Work item: Show every line from the data below that includes "document".

Extracted data entries:
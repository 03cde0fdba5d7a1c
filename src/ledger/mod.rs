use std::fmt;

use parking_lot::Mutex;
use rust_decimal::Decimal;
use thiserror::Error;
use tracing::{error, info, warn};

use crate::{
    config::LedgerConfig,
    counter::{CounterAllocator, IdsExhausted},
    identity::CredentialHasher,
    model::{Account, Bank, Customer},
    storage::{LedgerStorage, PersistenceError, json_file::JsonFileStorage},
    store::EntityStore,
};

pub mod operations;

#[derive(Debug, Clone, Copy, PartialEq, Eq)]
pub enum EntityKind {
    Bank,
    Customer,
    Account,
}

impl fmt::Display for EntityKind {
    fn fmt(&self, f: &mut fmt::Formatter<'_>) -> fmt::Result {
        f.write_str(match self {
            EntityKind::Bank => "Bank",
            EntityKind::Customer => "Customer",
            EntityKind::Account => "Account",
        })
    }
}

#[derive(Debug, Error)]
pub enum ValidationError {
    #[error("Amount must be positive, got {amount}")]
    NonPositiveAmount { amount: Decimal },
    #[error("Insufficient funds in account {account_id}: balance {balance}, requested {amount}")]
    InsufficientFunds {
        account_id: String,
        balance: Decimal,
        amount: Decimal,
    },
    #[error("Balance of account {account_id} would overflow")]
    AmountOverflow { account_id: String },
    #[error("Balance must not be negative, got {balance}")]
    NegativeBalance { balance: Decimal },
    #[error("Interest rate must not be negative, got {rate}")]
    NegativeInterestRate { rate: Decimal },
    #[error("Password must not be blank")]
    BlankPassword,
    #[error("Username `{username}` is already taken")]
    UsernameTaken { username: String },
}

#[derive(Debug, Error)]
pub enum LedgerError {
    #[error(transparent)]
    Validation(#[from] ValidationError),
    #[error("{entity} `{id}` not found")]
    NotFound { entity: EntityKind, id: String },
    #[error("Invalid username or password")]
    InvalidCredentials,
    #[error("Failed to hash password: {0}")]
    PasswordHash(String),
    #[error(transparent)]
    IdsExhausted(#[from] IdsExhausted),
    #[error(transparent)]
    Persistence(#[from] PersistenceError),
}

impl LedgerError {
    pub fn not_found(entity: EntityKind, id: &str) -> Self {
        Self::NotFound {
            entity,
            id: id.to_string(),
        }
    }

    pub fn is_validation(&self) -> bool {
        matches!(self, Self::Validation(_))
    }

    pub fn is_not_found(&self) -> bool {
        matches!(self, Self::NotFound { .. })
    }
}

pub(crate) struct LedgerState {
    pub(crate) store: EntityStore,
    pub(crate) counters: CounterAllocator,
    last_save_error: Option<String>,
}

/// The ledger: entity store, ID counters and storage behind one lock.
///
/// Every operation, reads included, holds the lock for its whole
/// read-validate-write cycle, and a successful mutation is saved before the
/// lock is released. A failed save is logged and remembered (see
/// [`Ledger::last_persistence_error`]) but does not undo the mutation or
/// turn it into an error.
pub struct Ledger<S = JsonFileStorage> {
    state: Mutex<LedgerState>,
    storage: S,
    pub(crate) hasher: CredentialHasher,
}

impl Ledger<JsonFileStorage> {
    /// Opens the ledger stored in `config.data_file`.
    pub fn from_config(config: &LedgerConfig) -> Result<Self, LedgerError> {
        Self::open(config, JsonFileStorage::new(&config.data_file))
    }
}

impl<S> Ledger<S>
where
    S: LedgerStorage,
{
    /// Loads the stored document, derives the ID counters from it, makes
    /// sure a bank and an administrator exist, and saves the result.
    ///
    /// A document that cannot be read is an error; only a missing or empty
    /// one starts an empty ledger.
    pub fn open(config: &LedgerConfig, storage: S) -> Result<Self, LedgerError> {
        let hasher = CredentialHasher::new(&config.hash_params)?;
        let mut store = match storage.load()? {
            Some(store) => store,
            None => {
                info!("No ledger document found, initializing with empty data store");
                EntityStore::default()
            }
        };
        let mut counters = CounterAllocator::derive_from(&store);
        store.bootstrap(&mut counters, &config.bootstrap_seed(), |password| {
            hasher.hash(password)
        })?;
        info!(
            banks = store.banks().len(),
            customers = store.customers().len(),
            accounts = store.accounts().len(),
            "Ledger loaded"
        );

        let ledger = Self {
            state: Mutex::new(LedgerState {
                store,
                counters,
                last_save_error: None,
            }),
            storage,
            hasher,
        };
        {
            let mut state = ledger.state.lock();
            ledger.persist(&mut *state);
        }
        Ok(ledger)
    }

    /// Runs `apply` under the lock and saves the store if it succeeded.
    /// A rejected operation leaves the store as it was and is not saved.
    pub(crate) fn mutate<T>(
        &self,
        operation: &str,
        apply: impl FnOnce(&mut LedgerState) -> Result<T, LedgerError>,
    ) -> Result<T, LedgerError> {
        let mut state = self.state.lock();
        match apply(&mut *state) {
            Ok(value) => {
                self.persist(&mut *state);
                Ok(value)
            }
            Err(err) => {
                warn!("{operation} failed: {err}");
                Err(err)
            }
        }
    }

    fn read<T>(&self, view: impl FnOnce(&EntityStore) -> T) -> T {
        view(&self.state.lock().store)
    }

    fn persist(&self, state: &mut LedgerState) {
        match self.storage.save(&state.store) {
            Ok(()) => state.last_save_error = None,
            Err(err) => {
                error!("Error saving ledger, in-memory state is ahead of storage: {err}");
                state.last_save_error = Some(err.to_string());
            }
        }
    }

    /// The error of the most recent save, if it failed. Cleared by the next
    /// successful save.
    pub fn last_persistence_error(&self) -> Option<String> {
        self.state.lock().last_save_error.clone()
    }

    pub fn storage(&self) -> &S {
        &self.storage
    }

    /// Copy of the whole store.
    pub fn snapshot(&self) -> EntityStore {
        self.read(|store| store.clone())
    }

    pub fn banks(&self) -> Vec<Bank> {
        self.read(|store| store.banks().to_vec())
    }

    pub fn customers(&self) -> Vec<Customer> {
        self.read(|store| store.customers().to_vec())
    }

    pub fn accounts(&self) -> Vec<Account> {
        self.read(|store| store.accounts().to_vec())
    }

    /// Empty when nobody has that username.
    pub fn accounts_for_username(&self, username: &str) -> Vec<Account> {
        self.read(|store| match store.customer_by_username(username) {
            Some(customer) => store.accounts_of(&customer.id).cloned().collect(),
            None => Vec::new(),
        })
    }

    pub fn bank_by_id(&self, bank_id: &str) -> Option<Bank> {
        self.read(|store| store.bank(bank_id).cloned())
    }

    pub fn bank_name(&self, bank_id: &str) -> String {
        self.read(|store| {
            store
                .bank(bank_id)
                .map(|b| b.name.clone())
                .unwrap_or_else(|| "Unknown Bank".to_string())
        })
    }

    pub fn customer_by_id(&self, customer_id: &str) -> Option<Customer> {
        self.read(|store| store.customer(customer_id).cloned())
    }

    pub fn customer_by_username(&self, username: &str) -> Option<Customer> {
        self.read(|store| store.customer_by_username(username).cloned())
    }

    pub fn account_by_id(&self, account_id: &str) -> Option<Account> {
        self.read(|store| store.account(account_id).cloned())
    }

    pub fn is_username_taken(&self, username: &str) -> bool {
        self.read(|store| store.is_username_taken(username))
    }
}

==

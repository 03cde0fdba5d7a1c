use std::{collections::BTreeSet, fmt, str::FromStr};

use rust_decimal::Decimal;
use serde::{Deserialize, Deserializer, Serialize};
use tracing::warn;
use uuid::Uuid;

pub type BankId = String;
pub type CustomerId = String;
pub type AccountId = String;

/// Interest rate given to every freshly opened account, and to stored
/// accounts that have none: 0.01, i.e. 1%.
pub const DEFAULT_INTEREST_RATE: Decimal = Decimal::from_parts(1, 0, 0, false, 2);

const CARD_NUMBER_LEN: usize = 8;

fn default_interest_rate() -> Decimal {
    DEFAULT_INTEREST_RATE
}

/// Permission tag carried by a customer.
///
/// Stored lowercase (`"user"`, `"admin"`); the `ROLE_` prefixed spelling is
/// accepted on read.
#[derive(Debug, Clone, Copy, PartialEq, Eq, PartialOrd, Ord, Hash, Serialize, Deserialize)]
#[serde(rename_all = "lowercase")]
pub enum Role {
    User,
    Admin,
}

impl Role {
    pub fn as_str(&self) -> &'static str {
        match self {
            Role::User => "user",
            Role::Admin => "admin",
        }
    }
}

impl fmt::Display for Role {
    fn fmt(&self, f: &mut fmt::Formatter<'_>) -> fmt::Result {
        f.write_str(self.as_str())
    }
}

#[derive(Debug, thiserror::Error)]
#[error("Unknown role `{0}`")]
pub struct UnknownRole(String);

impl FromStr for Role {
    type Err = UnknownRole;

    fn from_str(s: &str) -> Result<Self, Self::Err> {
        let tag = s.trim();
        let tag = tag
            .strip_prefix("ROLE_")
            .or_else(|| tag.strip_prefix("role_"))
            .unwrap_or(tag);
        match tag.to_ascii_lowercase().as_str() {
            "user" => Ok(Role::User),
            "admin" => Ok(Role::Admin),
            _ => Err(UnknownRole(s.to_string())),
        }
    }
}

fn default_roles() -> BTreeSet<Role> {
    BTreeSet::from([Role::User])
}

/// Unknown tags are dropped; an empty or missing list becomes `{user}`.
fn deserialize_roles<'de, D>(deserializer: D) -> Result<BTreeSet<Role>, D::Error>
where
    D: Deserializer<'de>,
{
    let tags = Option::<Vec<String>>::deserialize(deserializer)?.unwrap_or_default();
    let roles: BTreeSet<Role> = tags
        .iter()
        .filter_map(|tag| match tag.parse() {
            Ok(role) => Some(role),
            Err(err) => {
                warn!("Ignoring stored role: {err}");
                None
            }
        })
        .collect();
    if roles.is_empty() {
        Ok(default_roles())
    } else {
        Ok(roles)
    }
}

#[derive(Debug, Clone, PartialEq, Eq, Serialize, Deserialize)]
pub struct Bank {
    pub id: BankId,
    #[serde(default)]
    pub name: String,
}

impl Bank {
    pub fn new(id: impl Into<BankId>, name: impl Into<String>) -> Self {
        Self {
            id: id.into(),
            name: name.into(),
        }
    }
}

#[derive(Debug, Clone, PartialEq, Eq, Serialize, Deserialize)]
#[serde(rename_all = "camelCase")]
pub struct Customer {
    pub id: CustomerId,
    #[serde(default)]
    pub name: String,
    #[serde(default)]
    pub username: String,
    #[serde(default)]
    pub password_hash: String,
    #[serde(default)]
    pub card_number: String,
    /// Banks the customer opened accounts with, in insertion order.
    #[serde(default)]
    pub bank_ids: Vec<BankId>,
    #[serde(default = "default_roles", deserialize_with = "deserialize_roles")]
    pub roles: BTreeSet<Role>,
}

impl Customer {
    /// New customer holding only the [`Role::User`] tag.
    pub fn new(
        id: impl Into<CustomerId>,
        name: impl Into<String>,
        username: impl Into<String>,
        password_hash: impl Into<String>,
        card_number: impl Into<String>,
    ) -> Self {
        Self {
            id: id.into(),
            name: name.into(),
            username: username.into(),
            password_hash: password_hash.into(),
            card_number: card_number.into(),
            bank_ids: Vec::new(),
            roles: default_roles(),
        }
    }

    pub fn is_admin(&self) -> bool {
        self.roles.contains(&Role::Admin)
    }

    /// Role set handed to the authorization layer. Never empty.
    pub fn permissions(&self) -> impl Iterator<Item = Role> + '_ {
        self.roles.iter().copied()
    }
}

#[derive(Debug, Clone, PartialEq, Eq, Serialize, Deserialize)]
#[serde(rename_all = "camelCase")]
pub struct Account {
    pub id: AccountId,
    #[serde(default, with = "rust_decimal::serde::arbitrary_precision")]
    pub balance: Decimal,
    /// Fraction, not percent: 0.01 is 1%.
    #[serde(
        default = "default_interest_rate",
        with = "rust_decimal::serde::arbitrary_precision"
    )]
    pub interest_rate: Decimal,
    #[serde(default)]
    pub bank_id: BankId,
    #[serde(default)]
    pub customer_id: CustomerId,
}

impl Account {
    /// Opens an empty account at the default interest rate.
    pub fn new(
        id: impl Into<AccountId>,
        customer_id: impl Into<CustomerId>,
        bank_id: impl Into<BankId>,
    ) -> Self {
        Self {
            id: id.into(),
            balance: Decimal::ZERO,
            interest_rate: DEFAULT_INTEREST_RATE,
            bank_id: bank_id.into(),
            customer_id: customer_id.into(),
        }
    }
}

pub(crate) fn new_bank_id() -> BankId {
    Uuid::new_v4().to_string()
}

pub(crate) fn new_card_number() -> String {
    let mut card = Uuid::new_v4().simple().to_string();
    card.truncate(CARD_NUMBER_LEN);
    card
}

Your response:
    /// Loads the stored document, derives the ID counters from it, makes
    /// A document that cannot be read is an error; only a missing or empty
                info!("No ledger document found, initializing with empty data store");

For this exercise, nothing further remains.